* _PROBLEM TO WORK ON_: A complete answer lists every line of the entries below where the string "impl" appears.

* _AVAILABLE RECORDS_:
#![forbid(unsafe_code)]

use mb_engines::analytics::{attribution_user_properties, events, AnalyticsClient};
use mb_engines::transport::{AttributionTransport, TransportConfig};
use mb_engines::{now_unix_ms, AttributionPolicy, EnvironmentSource, FingerprintGenerator, IdentifierStore};
use mb_kernel_contracts::attribution::AttributionRecord;
use mb_kernel_contracts::identity::{IdentifierSource, ResolvedIdentity, UserIdentifier};
use mb_kernel_contracts::fingerprint::DeviceFingerprint;
use mb_kernel_contracts::message::{ContextMessage, ContextResponse, MessageAction};
use mb_kernel_contracts::transport::ForwardedAttribution;
use mb_kernel_contracts::{storage_keys, UnixTimeMs, Validate};
use mb_storage::{read_stamped, write_stamped, KeyValueBackend, Stamped};
use serde::{Deserialize, Serialize};
use serde_json::{Map, Value};
use tokio::sync::mpsc;
use tokio::task::JoinHandle;
use tracing::{debug, info, warn};
use url::Url;

use crate::channel::{Envelope, InProcessChannel};
use crate::install_date::format_install_date;

#[derive(Debug, Clone, Copy, PartialEq, Eq)]
pub enum InstallReason {
    Install,
    Update,
}

impl InstallReason {
    pub const fn as_str(self) -> &'static str {
        match self {
            Self::Install => "install",
            Self::Update => "update",
        }
    }
}

#[derive(Debug, Clone, PartialEq, Eq)]
pub struct InstallDetails {
    pub reason: InstallReason,
    pub version: String,
}

/// Reply body of `getUserProperties`.
#[derive(Debug, Clone, PartialEq, Serialize, Deserialize)]
pub struct UserPropertiesReply {
    pub user_id: UserIdentifier,
    pub device_id: DeviceFingerprint,
    #[serde(default, skip_serializing_if = "Option::is_none")]
    pub install_date: Option<UnixTimeMs>,
    #[serde(default)]
    pub properties: Map<String, Value>,
}

/// The extension's long-lived background context. Owns the extension storage and answers
/// requests from page contexts.
pub struct BackgroundContext<B: KeyValueBackend> {
    storage: B,
    identity: ResolvedIdentity,
    policy: AttributionPolicy,
    transport: AttributionTransport,
    analytics: Option<AnalyticsClient>,
}

impl<B: KeyValueBackend> BackgroundContext<B> {
    /// Resolves the extension identity from its own storage. The stored device id wins over
    /// the fingerprint computed now.
    pub fn start<E>(
        mut storage: B,
        environment: &E,
        policy: AttributionPolicy,
        transport: TransportConfig,
        now: UnixTimeMs,
    ) -> Self
    where
        E: EnvironmentSource + ?Sized,
    {
        let local_fingerprint = FingerprintGenerator::generate(environment, now);
        let mut ids = IdentifierStore::new(IdentifierSource::Ext);
        let device_id = ids.get_or_create_device_id(&mut storage, &local_fingerprint);
        let user_id = ids.get_or_create(&mut storage, &device_id, now);
        info!(user_id = %user_id, device_id = %device_id, "background context started");
        Self {
            storage,
            identity: ResolvedIdentity {
                user_id,
                device_id,
                local_fingerprint,
            },
            policy,
            transport: AttributionTransport::new(transport),
            analytics: None,
        }
    }

    pub fn with_analytics(mut self, analytics: AnalyticsClient) -> Self {
        self.analytics = Some(analytics);
        self
    }

    pub fn identity(&self) -> &ResolvedIdentity {
        &self.identity
    }

    pub fn storage(&self) -> &B {
        &self.storage
    }

    pub fn handle(&mut self, message: ContextMessage, now: UnixTimeMs) -> ContextResponse {
        debug!(action = message.action.as_str(), "background request");
        match message.action {
            MessageAction::FetchAttribution => self.fetch_attribution(now),
            MessageAction::StoreAttribution => self.store_attribution(message.data, now),
            MessageAction::FetchUserProperties => self.user_properties(),
        }
    }

    /// Website attribution held by the extension, if still inside the retention window.
    pub fn stored_attribution(&mut self, now: UnixTimeMs) -> Option<ForwardedAttribution> {
        let stamped: Stamped<ForwardedAttribution> =
            read_stamped(&self.storage, storage_keys::WEBSITE_ATTRIBUTION)?;
        if stamped.age_ms(now) > self.policy.retention_ms {
            debug!(age_ms = stamped.age_ms(now), "stored website attribution expired");
            if let Err(err) = self.storage.remove(storage_keys::WEBSITE_ATTRIBUTION) {
                warn!(error = %err, "expired website attribution not removed");
            }
            return None;
        }
        Some(stamped.value)
    }

    fn fetch_attribution(&mut self, now: UnixTimeMs) -> ContextResponse {
        let Some(stored) = self.stored_attribution(now) else {
            return ContextResponse::ok(None);
        };
        match serde_json::to_value(&stored.record) {
            Ok(data) => ContextResponse::ok(Some(data)),
            Err(err) => ContextResponse::failed(format!("attribution not serializable: {err}")),
        }
    }

    fn store_attribution(&mut self, data: Option<Value>, now: UnixTimeMs) -> ContextResponse {
        let Some(data) = data else {
            return ContextResponse::failed("setWebsiteAttribution requires data");
        };
        let forwarded = match serde_json::from_value::<ForwardedAttribution>(data) {
            Ok(forwarded) => forwarded,
            Err(err) => return ContextResponse::failed(format!("malformed attribution: {err}")),
        };
        if let Err(err) = forwarded.record.validate() {
            return ContextResponse::failed(format!("invalid attribution: {err}"));
        }
        if let Err(err) = write_stamped(&mut self.storage, storage_keys::WEBSITE_ATTRIBUTION, &forwarded, now) {
            warn!(error = %err, "website attribution not persisted");
            return ContextResponse::failed(err.to_string());
        }

        let mut merged = self.load_user_properties();
        merged.extend(attribution_user_properties(&forwarded.record));
        merged.insert("attribution_source".to_string(), Value::from("website"));
        if let Some(method) = forwarded.recovery_method {
            merged.insert("recovery_method".to_string(), Value::from(method.as_str()));
        }
        if let Err(err) = write_stamped(&mut self.storage, storage_keys::USER_PROPERTIES, &merged, now) {
            warn!(error = %err, "merged user properties not persisted");
        }
        info!(
            recovery_method = forwarded.recovery_method.map(|m| m.as_str()).unwrap_or("direct"),
            "website attribution stored"
        );
        if let Some(analytics) = self.analytics.as_mut() {
            let _ = analytics.identify(merged.clone(), now);
            let mut props = Map::new();
            props.insert("attribution_source".to_string(), Value::from("website"));
            let _ = analytics.track(events::ATTRIBUTION_SYNCED, props, now);
        }
        ContextResponse::ok(Some(Value::Object(merged)))
    }

    fn user_properties(&self) -> ContextResponse {
        let reply = UserPropertiesReply {
            user_id: self.identity.user_id.clone(),
            device_id: self.identity.device_id.clone(),
            install_date: self.install_date(),
            properties: self.load_user_properties(),
        };
        match serde_json::to_value(reply) {
            Ok(data) => ContextResponse::ok(Some(data)),
            Err(err) => ContextResponse::failed(err.to_string()),
        }
    }

    fn load_user_properties(&self) -> Map<String, Value> {
        read_stamped::<Map<String, Value>, B>(&self.storage, storage_keys::USER_PROPERTIES)
            .map(|s| s.value)
            .unwrap_or_default()
    }

    pub fn install_date(&self) -> Option<UnixTimeMs> {
        read_stamped::<UnixTimeMs, B>(&self.storage, storage_keys::INSTALL_DATE).map(|s| s.value)
    }

    /// Runs once per install or update. On a fresh install, records the install date,
    /// reports "Extension Installed" with any website attribution, and returns the welcome
    /// page URL carrying the extension's identifiers.
    pub fn on_installed(&mut self, details: &InstallDetails, welcome_base: &Url, now: UnixTimeMs) -> Option<Url> {
        if details.reason != InstallReason::Install {
            debug!(reason = details.reason.as_str(), version = %details.version, "extension updated");
            return None;
        }
        if let Err(err) = write_stamped(&mut self.storage, storage_keys::INSTALL_DATE, &now, now) {
            warn!(error = %err, "install date not persisted");
        }
        let website = self.stored_attribution(now);
        let mut record = website
            .as_ref()
            .map(|w| w.record.clone())
            .unwrap_or_else(|| AttributionRecord {
                captured_at: now,
                ..AttributionRecord::default()
            });
        record.extension_id = Some(self.transport.config().extension_id.clone());
        record.version = Some(details.version.clone());
        record.from_extension = true;
        record.install_date = Some(format_install_date(now));

        if let Some(analytics) = self.analytics.as_mut() {
            let mut props = install_event_properties(details, website.as_ref());
            props.insert("install_date".to_string(), Value::from(now.0));
            if let Some(w) = &website {
                let _ = analytics.identify(attribution_user_properties(&w.record), now);
            }
            let _ = analytics.track(events::EXTENSION_INSTALLED, props, now);
        }

        match self.transport.snapshot(&self.identity, Some(&record), None, now) {
            Ok(payload) => Some(AttributionTransport::handoff_url(welcome_base, &payload)),
            Err(err) => {
                warn!(error = %err, "welcome hand-off not built");
                None
            }
        }
    }
}

impl<B: KeyValueBackend + Send + 'static> BackgroundContext<B> {
    /// Answers requests until every channel handle is dropped, then hands the context back.
    pub async fn serve(mut self, mut requests: mpsc::Receiver<Envelope>) -> Self {
        while let Some(Envelope { message, reply }) = requests.recv().await {
            let response = self.handle(message, now_unix_ms());
            if reply.send(response).is_err() {
                debug!("requester went away before the reply");
            }
        }
        self
    }

    pub fn spawn(self, buffer: usize) -> (InProcessChannel, JoinHandle<Self>) {
        let (channel, requests) = InProcessChannel::pair(buffer);
        (channel, tokio::spawn(self.serve(requests)))
    }
}

/// Event properties for "Extension Installed": the install reason and version plus whatever
/// website attribution reached the extension.
pub fn install_event_properties(
    details: &InstallDetails,
    website: Option<&ForwardedAttribution>,
) -> Map<String, Value> {
    let mut props = Map::new();
    props.insert("reason".to_string(), Value::from(details.reason.as_str()));
    props.insert("version".to_string(), Value::from(details.version.as_str()));
    props.insert("has_attribution".to_string(), Value::from(website.is_some()));
    if let Some(w) = website {
        for (name, value) in w.record.utm.pairs() {
            props.insert(name.to_string(), Value::from(value));
        }
        if let Some(referrer) = &w.record.referrer {
            props.insert("referrer".to_string(), Value::from(referrer.as_str()));
        }
        if let Some(method) = w.recovery_method {
            props.insert("recovery_method".to_string(), Value::from(method.as_str()));
        }
    }
    props
}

* _FINISHED EXERCISE_:
impl InstallReason {
impl<B: KeyValueBackend> BackgroundContext<B> {
impl<B: KeyValueBackend + Send + 'static> BackgroundContext<B> {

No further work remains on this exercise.